The model weights, source code, and configuration needed for inference have been released on Hugging Face. Download links can be found in the table at the beginning of this document. Below, we demonstrate various inference methods using TransNormerLLM-7B-Chat as an example. The program will automatically download the required resources from Hugging Face.

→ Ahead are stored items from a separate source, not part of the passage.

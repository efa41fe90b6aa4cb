//! Consistency checking and repair of Boolean regulatory networks.
//!
//! A `Network` is a signed regulatory graph where every node carries a monotone
//! `BooleanFunction` in disjunctive normal form over its regulators. Given observations
//! of the network's behaviour (steady states or time series), the crate evaluates whether
//! a function reproduces them (`oracle`) and, if it does not, searches for the cheapest
//! combination of edge additions, removals, sign flips and function replacements that
//! restores consistency (`repair`). The replacement functions are obtained by moving
//! through the partial order of monotone Boolean functions (`lattice`).
//!
//! The detection of the minimal set of inconsistent nodes itself is delegated to an
//! external solver, see `repair::ConsistencyChecker`.

use crate::bitvector::ArrayBitVector;
use lazy_static::lazy_static;
use regex::Regex;
use std::cell::OnceCell;
use std::collections::{BTreeMap, HashMap};
use std::iter::Map;
use std::ops::Range;

pub mod bitvector;
pub mod lattice;
pub mod oracle;
pub mod repair;

/// **(internal)** Utility methods for `BooleanFunction`.
mod _impl_boolean_function;
/// **(internal)** Utility methods for `Clause`.
mod _impl_clause;
/// **(internal)** Utility methods for `Edge` and `Sign`.
mod _impl_edge;
/// **(internal)** Construction and inspection of `Network`s.
mod _impl_network;
/// **(internal)** Transactional modifications of a `Network`.
mod _impl_network_edit;
/// **(internal)** Utility methods for `NodeId`.
mod _impl_node_id;
/// **(internal)** Utility methods for `UpdateType` and `ObservationSource`.
mod _impl_update_type;

/// Log level which disables all progress output.
pub const LOG_NOTHING: usize = 0;
/// Log level which only prints the important milestones of a computation.
pub const LOG_ESSENTIAL: usize = 1;
/// Log level which prints everything the search is doing.
pub const LOG_VERBOSE: usize = 2;

/// True if the given `log_level` permits any output.
pub fn should_log(log_level: usize) -> bool {
    log_level > LOG_NOTHING
}

lazy_static! {
    /// A regular expression that matches valid node identifiers: names starting with
    /// a lower-case letter or a digit, or arbitrary text wrapped in double quotes.
    static ref ID_REGEX: Regex = Regex::new(r#"^("[^"]+"|[a-z0-9][a-zA-Z0-9_]*)$"#).unwrap();
}

/// A type-safe index of a `Node` inside a `Network`.
#[derive(Clone, Copy, Debug, Eq, Hash, Ord, PartialEq, PartialOrd)]
pub struct NodeId(usize);

/// Polarity of an `Edge`. A positive edge is an activation (sign `1`), a negative edge
/// is an inhibition (sign `0`).
#[derive(Clone, Copy, Debug, Eq, Hash, Ord, PartialEq, PartialOrd)]
pub enum Sign {
    Positive,
    Negative,
}

/// A signed regulation `source -> target` in a `Network`.
///
/// Edges marked as `fixed` are never modified by the repair search. Two edges are equal
/// (and hash the same) when they share the endpoints and the sign; the `fixed` flag is
/// not part of the identity.
#[derive(Clone, Copy, Debug)]
pub struct Edge {
    source: NodeId,
    target: NodeId,
    sign: Sign,
    fixed: bool,
}

/// A node of a `Network` together with its currently assigned regulatory function.
#[derive(Clone, Debug, Eq, PartialEq)]
pub struct Node {
    name: String,
    function: BooleanFunction,
}

/// A conjunctive term of a `BooleanFunction`, stored as a signature over the
/// function's regulator list: bit `i` is set when the `i`-th regulator takes part
/// in the conjunction.
#[derive(Clone, Debug, Eq, Hash, Ord, PartialEq, PartialOrd)]
pub struct Clause {
    signature: ArrayBitVector,
}

/// The regulatory function of a single node, written as a disjunction of conjunctive
/// terms over the node's regulators.
///
/// The order in which regulators are first added fixes their column in the clause
/// signatures. The signature form of the function (its element in the function lattice)
/// is only built once it is needed, and is reduced by absorption, so `a || (a && b)` and
/// `a` denote the same element.
///
/// Two functions are equal when they have the same regulator list and the same clauses.
/// Functions without regulators are all equal to each other, regardless of their target.
#[derive(Clone, Debug)]
pub struct BooleanFunction {
    target: NodeId,
    regulators: Vec<NodeId>,
    terms: BTreeMap<usize, Vec<NodeId>>,
    clauses: OnceCell<Vec<Clause>>,
}

/// Update semantics under which a profile of observations is interpreted.
#[derive(Clone, Copy, Debug, Eq, Hash, Ord, PartialEq, PartialOrd)]
pub enum UpdateType {
    SteadyState,
    Synchronous,
    Asynchronous,
    Complete,
}

/// One source of observations (typically a file) and the semantics its profiles follow.
#[derive(Clone, Debug, Eq, Hash, PartialEq)]
pub struct ObservationSource {
    name: String,
    update: UpdateType,
}

/// A signed regulatory network.
///
/// Edges are stored in an adjacency list indexed by the source node, together with
/// the exact inverse index `target -> regulators`. There is at most one edge for every
/// ordered pair of nodes.
///
/// During the repair search, the network is the single piece of shared mutable state.
/// All temporary modifications should go through `Network::edit`, which guarantees
/// that they are reverted.
#[derive(Clone, Debug, Default)]
pub struct Network {
    nodes: Vec<Node>,
    node_to_index: HashMap<String, NodeId>,
    successors: Vec<Vec<Edge>>,
    regulators: Vec<Vec<NodeId>>,
    observations: Vec<ObservationSource>,
}

/// A guard over a `Network` which records every modification made through it and undoes
/// them (in reverse order) when dropped.
///
/// The guard dereferences to the underlying `Network`, so nested guards can be opened
/// with `edit()` and read-only queries work as usual. Changes made through `DerefMut`
/// directly (instead of the guard methods) are not recorded.
pub struct NetworkEdit<'a> {
    network: &'a mut Network,
    undo: Vec<_impl_network_edit::EditAction>,
}

/// Values of (some) nodes at one point in time.
pub type Valuation = HashMap<NodeId, bool>;

/// An iterator over all `NodeId`s of a `Network`.
pub type NodeIdIterator = Map<Range<usize>, fn(usize) -> NodeId>;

## Dependency Installation

```shell
pip install -r requirements.txt
```

## Notice
If you encounter errors related to Triton, please set the following environment variables:
```
export use_triton=False
```


## Python Code Inference

### Demonstration of Base Model Inference

```python
>>> from transformers import AutoModelForCausalLM, AutoTokenizer
>>> tokenizer = AutoTokenizer.from_pretrained("OpenNLPLab/TransNormerLLM-1B", trust_remote_code=True)
>>> model = AutoModelForCausalLM.from_pretrained("OpenNLPLab/TransNormerLLM-1B", device_map="auto", trust_remote_code=True)
>>> inputs = tokenizer('今天是美好的一天', return_tensors='pt')
>>> pred = model.generate(**inputs, max_new_tokens=2048, repetition_penalty=1.0)
>>> print(tokenizer.decode(pred.cpu()[0], skip_special_tokens=True))
```

> In the above code snippets, the model loading specifies `device_map='auto'`, which will use all available GPUs. If you need to specify the device(s) to use, you can control it in a way similar to `export CUDA_VISIBLE_DEVICES=0,1` (using the 0 and 1 graphics cards).


# Fine-tuning the Model

## Dependency Installation

```shell
git clone https://github.com/OpenNLPLab/TransNormerLLM.git
cd TransNormerLLM/fine-tune
pip install -r requirements.txt
```
- To use lightweight fine-tuning methods like LoRA, you must additionally install [peft](https://github.com/huggingface/peft).

## Training

Below, we provide an example of fine-tuning the TransNormerLLM-1B on a single machine with ZeRO-3.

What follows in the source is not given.